Repeat every line of the data verbatim.

[EXCERPTED RECORDS Boundary: Start]

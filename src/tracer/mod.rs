//! Two level traversal, instance tree on top, per geometry kd-trees below.
//!
//! Both levels use the same front to back descent: a ray interval is split at each
//! plane, the far part goes to a stack and the near part is followed down to a leaf.
//! A geometry is traced only within the interval of the instance cell, so the first
//! leaf with a hit already gives the closest hit of that instance.

mod brute_force;
mod packet;
mod single;

use rand::{SeedableRng as _, rngs::SmallRng};
use wide::i32x4;

use crate::{
    geometry::{Ray, TriangleHit, TriangleHitPacket},
    scene::{GeometryIdx, InstanceIdx, Scene},
    shading::{Light, RayState},
    util::simd::{IntLanes, Lanes, PACKET_GROUPS, PACKET_SIZE, PacketMask, int_lane, lane},
};

/// Capacity of every traversal stack.
pub const MAX_STACK_SIZE: usize = 128;

const _: () = assert!(crate::kd_tree::MAX_DEPTH < MAX_STACK_SIZE);

/// Closest intersection of a ray with the scene.
#[derive(Copy, Clone, Debug, PartialEq)]
pub struct Hit {
    /// Index into the geometry's triangle list.
    pub triangle: u32,
    /// Weights of the triangle's vertices at the hit point.
    pub barycentric: [f32; 3],
    /// Distance along the ray, in multiples of the direction length.
    pub distance: f32,
    pub instance: InstanceIdx,
    pub geometry: GeometryIdx,
}

impl Hit {
    fn new(hit: &TriangleHit, instance: InstanceIdx, geometry: GeometryIdx) -> Hit {
        Hit {
            triangle: hit.triangle,
            barycentric: hit.barycentric,
            distance: hit.distance,
            instance,
            geometry,
        }
    }
}

/// Per lane hits of a packet, instance and geometry ids are -1 where nothing was hit.
#[derive(Clone, Debug)]
pub struct HitPacket {
    pub triangles: TriangleHitPacket,
    pub instance: IntLanes,
    pub geometry: IntLanes,
}

impl Default for HitPacket {
    fn default() -> Self {
        HitPacket {
            triangles: TriangleHitPacket::default(),
            instance: [i32x4::splat(-1); PACKET_GROUPS],
            geometry: [i32x4::splat(-1); PACKET_GROUPS],
        }
    }
}

impl HitPacket {
    /// Hit of a single ray of the packet.
    pub fn hit(&self, ray: usize) -> Option<Hit> {
        let instance = int_lane(&self.instance, ray);
        if instance < 0 {
            return None;
        }
        Some(Hit {
            triangle: int_lane(&self.triangles.triangle, ray) as u32,
            barycentric: std::array::from_fn(|i| lane(&self.triangles.barycentric[i], ray)),
            distance: lane(&self.triangles.distance, ray),
            instance: InstanceIdx::from_raw(instance as u32),
            geometry: GeometryIdx::from_raw(int_lane(&self.geometry, ray) as u32),
        })
    }

    /// Rays that have a hit.
    pub fn hit_mask(&self) -> PacketMask {
        (0..PACKET_SIZE)
            .filter(|&ray| int_lane(&self.instance, ray) >= 0)
            .fold(0, |acc, ray| acc | (1 << ray))
    }
}

/// Work done by a tracer, summed over all traced rays.
#[derive(Copy, Clone, Debug, Default, PartialEq, Eq)]
pub struct TraversalCounters {
    /// Instance tree leaves visited.
    pub instance_leaves: usize,
    /// Geometry trees entered, after a successful box clip.
    pub geometry_traversals: usize,
    /// Geometry tree leaves visited.
    pub geometry_leaves: usize,
    pub triangle_tests: usize,
}

impl std::ops::AddAssign<&TraversalCounters> for TraversalCounters {
    fn add_assign(&mut self, other: &TraversalCounters) {
        self.instance_leaves += other.instance_leaves;
        self.geometry_traversals += other.geometry_traversals;
        self.geometry_leaves += other.geometry_leaves;
        self.triangle_tests += other.triangle_tests;
    }
}

#[derive(Copy, Clone, Debug)]
struct StackEntry {
    node: usize,
    tnear: f32,
    tfar: f32,
}

#[derive(Copy, Clone, Debug)]
struct PacketStackEntry {
    node: usize,
    tnear: Lanes,
    tfar: Lanes,
}

/// Traversal stacks, reused between rays.
#[derive(Debug)]
struct StackCache {
    instance: Vec<StackEntry>,
    geometry: Vec<StackEntry>,
    instance_packet: Vec<PacketStackEntry>,
    geometry_packet: Vec<PacketStackEntry>,
}

impl Default for StackCache {
    fn default() -> Self {
        StackCache {
            instance: Vec::with_capacity(MAX_STACK_SIZE),
            geometry: Vec::with_capacity(MAX_STACK_SIZE),
            instance_packet: Vec::with_capacity(MAX_STACK_SIZE),
            geometry_packet: Vec::with_capacity(MAX_STACK_SIZE),
        }
    }
}

fn push<T>(stack: &mut Vec<T>, entry: T) {
    debug_assert!(stack.len() < MAX_STACK_SIZE);
    stack.push(entry);
}

/// Traces rays through a prepared scene.
///
/// Owns the scratch memory of the traversal, one tracer per thread.
/// Shading plugins get the tracer back to cast secondary rays and draw random samples.
pub struct Tracer<'a> {
    scene: &'a Scene,
    stacks: StackCache,
    counters: TraversalCounters,
    rng: SmallRng,
}

impl<'a> Tracer<'a> {
    pub fn new(scene: &'a Scene) -> Tracer<'a> {
        Self::with_rng(scene, SmallRng::from_os_rng())
    }

    /// Tracer with reproducible random samples.
    pub fn with_seed(scene: &'a Scene, seed: u64) -> Tracer<'a> {
        Self::with_rng(scene, SmallRng::seed_from_u64(seed))
    }

    fn with_rng(scene: &'a Scene, rng: SmallRng) -> Tracer<'a> {
        debug_assert!(!scene.is_dirty(), "Scene must be prepared before tracing");
        Tracer {
            scene,
            stacks: StackCache::default(),
            counters: TraversalCounters::default(),
            rng,
        }
    }

    pub fn scene(&self) -> &'a Scene {
        self.scene
    }

    /// Random numbers for stochastic shading, private to this thread.
    pub fn rng(&mut self) -> &mut SmallRng {
        &mut self.rng
    }

    pub fn counters(&self) -> &TraversalCounters {
        &self.counters
    }

    /// Returns the counters collected so far and starts from zero.
    pub fn take_counters(&mut self) -> TraversalCounters {
        std::mem::take(&mut self.counters)
    }

    /// Runs the material of the hit, or the environment if there is none.
    pub fn shade(&mut self, state: &mut RayState) {
        let scene = self.scene;
        match state.hit {
            Some(hit) => {
                let material = scene.geometry(hit.geometry).tri_desc[hit.triangle as usize].material;
                scene.material(material).shade(self, state, &hit);
            }
            None => scene.environment().shade(state),
        }
    }

    /// Asks a light for its contribution at the hit point of `state`.
    ///
    /// Returns the light state with the direction towards the light and the incoming
    /// color, or `None` when the light doesn't reach the point.
    pub fn illuminate(&mut self, light: &dyn Light, state: &RayState) -> Option<RayState> {
        let mut light_state = state.light_state(self.scene.settings.ray_epsilon);
        light.illuminate(self, &mut light_state).then_some(light_state)
    }

    /// Shades every active ray of a packet from its hits through the single ray interface.
    fn shade_packet(&mut self, state: &mut crate::shading::RayPacketState) {
        for ray in crate::util::bit_iter(state.packet.mask as u64) {
            debug_assert!(ray < PACKET_SIZE);
            let mut ray_state = RayState::new(state.packet.ray(ray));
            ray_state.recursion_depth = state.recursion_depth[ray];
            ray_state.hit = state.hits.hit(ray);
            self.shade(&mut ray_state);
            state.colors[ray] = ray_state.color;
        }
    }
}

[EXCERPTED RECORDS Boundary: End]

▶ [EXERCISE SOLUTION]:
filename src/tracer/mod.rs
//! Two level traversal, instance tree on top, per geometry kd-trees below.
//!
//! Both levels use the same front to back descent: a ray interval is split at each
//! plane, the far part goes to a stack and the near part is followed down to a leaf.
//! A geometry is traced only within the interval of the instance cell, so the first
//! leaf with a hit already gives the closest hit of that instance.

mod brute_force;
mod packet;
mod single;

use rand::{SeedableRng as _, rngs::SmallRng};
use wide::i32x4;

use crate::{
    geometry::{Ray, TriangleHit, TriangleHitPacket},
    scene::{GeometryIdx, InstanceIdx, Scene},
    shading::{Light, RayState},
    util::simd::{IntLanes, Lanes, PACKET_GROUPS, PACKET_SIZE, PacketMask, int_lane, lane},
};

/// Capacity of every traversal stack.
pub const MAX_STACK_SIZE: usize = 128;

const _: () = assert!(crate::kd_tree::MAX_DEPTH < MAX_STACK_SIZE);

/// Closest intersection of a ray with the scene.
#[derive(Copy, Clone, Debug, PartialEq)]
pub struct Hit {
    /// Index into the geometry's triangle list.
    pub triangle: u32,
    /// Weights of the triangle's vertices at the hit point.
    pub barycentric: [f32; 3],
    /// Distance along the ray, in multiples of the direction length.
    pub distance: f32,
    pub instance: InstanceIdx,
    pub geometry: GeometryIdx,
}

impl Hit {
    fn new(hit: &TriangleHit, instance: InstanceIdx, geometry: GeometryIdx) -> Hit {
        Hit {
            triangle: hit.triangle,
            barycentric: hit.barycentric,
            distance: hit.distance,
            instance,
            geometry,
        }
    }
}

/// Per lane hits of a packet, instance and geometry ids are -1 where nothing was hit.
#[derive(Clone, Debug)]
pub struct HitPacket {
    pub triangles: TriangleHitPacket,
    pub instance: IntLanes,
    pub geometry: IntLanes,
}

impl Default for HitPacket {
    fn default() -> Self {
        HitPacket {
            triangles: TriangleHitPacket::default(),
            instance: [i32x4::splat(-1); PACKET_GROUPS],
            geometry: [i32x4::splat(-1); PACKET_GROUPS],
        }
    }
}

impl HitPacket {
    /// Hit of a single ray of the packet.
    pub fn hit(&self, ray: usize) -> Option<Hit> {
        let instance = int_lane(&self.instance, ray);
        if instance < 0 {
            return None;
        }
        Some(Hit {
            triangle: int_lane(&self.triangles.triangle, ray) as u32,
            barycentric: std::array::from_fn(|i| lane(&self.triangles.barycentric[i], ray)),
            distance: lane(&self.triangles.distance, ray),
            instance: InstanceIdx::from_raw(instance as u32),
            geometry: GeometryIdx::from_raw(int_lane(&self.geometry, ray) as u32),
        })
    }

    /// Rays that have a hit.
    pub fn hit_mask(&self) -> PacketMask {
        (0..PACKET_SIZE)
            .filter(|&ray| int_lane(&self.instance, ray) >= 0)
            .fold(0, |acc, ray| acc | (1 << ray))
    }
}

/// Work done by a tracer, summed over all traced rays.
#[derive(Copy, Clone, Debug, Default, PartialEq, Eq)]
pub struct TraversalCounters {
    /// Instance tree leaves visited.
    pub instance_leaves: usize,
    /// Geometry trees entered, after a successful box clip.
    pub geometry_traversals: usize,
    /// Geometry tree leaves visited.
    pub geometry_leaves: usize,
    pub triangle_tests: usize,
}

impl std::ops::AddAssign<&TraversalCounters> for TraversalCounters {
    fn add_assign(&mut self, other: &TraversalCounters) {
        self.instance_leaves += other.instance_leaves;
        self.geometry_traversals += other.geometry_traversals;
        self.geometry_leaves += other.geometry_leaves;
        self.triangle_tests += other.triangle_tests;
    }
}

#[derive(Copy, Clone, Debug)]
struct StackEntry {
    node: usize,
    tnear: f32,
    tfar: f32,
}

#[derive(Copy, Clone, Debug)]
struct PacketStackEntry {
    node: usize,
    tnear: Lanes,
    tfar: Lanes,
}

/// Traversal stacks, reused between rays.
#[derive(Debug)]
struct StackCache {
    instance: Vec<StackEntry>,
    geometry: Vec<StackEntry>,
    instance_packet: Vec<PacketStackEntry>,
    geometry_packet: Vec<PacketStackEntry>,
}

impl Default for StackCache {
    fn default() -> Self {
        StackCache {
            instance: Vec::with_capacity(MAX_STACK_SIZE),
            geometry: Vec::with_capacity(MAX_STACK_SIZE),
            instance_packet: Vec::with_capacity(MAX_STACK_SIZE),
            geometry_packet: Vec::with_capacity(MAX_STACK_SIZE),
        }
    }
}

fn push<T>(stack: &mut Vec<T>, entry: T) {
    debug_assert!(stack.len() < MAX_STACK_SIZE);
    stack.push(entry);
}

/// Traces rays through a prepared scene.
///
/// Owns the scratch memory of the traversal, one tracer per thread.
/// Shading plugins get the tracer back to cast secondary rays and draw random samples.
pub struct Tracer<'a> {
    scene: &'a Scene,
    stacks: StackCache,
    counters: TraversalCounters,
    rng: SmallRng,
}

impl<'a> Tracer<'a> {
    pub fn new(scene: &'a Scene) -> Tracer<'a> {
        Self::with_rng(scene, SmallRng::from_os_rng())
    }

    /// Tracer with reproducible random samples.
    pub fn with_seed(scene: &'a Scene, seed: u64) -> Tracer<'a> {
        Self::with_rng(scene, SmallRng::seed_from_u64(seed))
    }

    fn with_rng(scene: &'a Scene, rng: SmallRng) -> Tracer<'a> {
        debug_assert!(!scene.is_dirty(), "Scene must be prepared before tracing");
        Tracer {
            scene,
            stacks: StackCache::default(),
            counters: TraversalCounters::default(),
            rng,
        }
    }

    pub fn scene(&self) -> &'a Scene {
        self.scene
    }

    /// Random numbers for stochastic shading, private to this thread.
    pub fn rng(&mut self) -> &mut SmallRng {
        &mut self.rng
    }

    pub fn counters(&self) -> &TraversalCounters {
        &self.counters
    }

    /// Returns the counters collected so far and starts from zero.
    pub fn take_counters(&mut self) -> TraversalCounters {
        std::mem::take(&mut self.counters)
    }

    /// Runs the material of the hit, or the environment if there is none.
    pub fn shade(&mut self, state: &mut RayState) {
        let scene = self.scene;
        match state.hit {
            Some(hit) => {
                let material = scene.geometry(hit.geometry).tri_desc[hit.triangle as usize].material;
                scene.material(material).shade(self, state, &hit);
            }
            None => scene.environment().shade(state),
        }
    }

    /// Asks a light for its contribution at the hit point of `state`.
    ///
    /// Returns the light state with the direction towards the light and the incoming
    /// color, or `None` when the light doesn't reach the point.
    pub fn illuminate(&mut self, light: &dyn Light, state: &RayState) -> Option<RayState> {
        let mut light_state = state.light_state(self.scene.settings.ray_epsilon);
        light.illuminate(self, &mut light_state).then_some(light_state)
    }

    /// Shades every active ray of a packet from its hits through the single ray interface.
    fn shade_packet(&mut self, state: &mut crate::shading::RayPacketState) {
        for ray in crate::util::bit_iter(state.packet.mask as u64) {
            debug_assert!(ray < PACKET_SIZE);
            let mut ray_state = RayState::new(state.packet.ray(ray));
            ray_state.recursion_depth = state.recursion_depth[ray];
            ray_state.hit = state.hits.hit(ray);
            self.shade(&mut ray_state);
            state.colors[ray] = ray_state.color;
        }
    }
}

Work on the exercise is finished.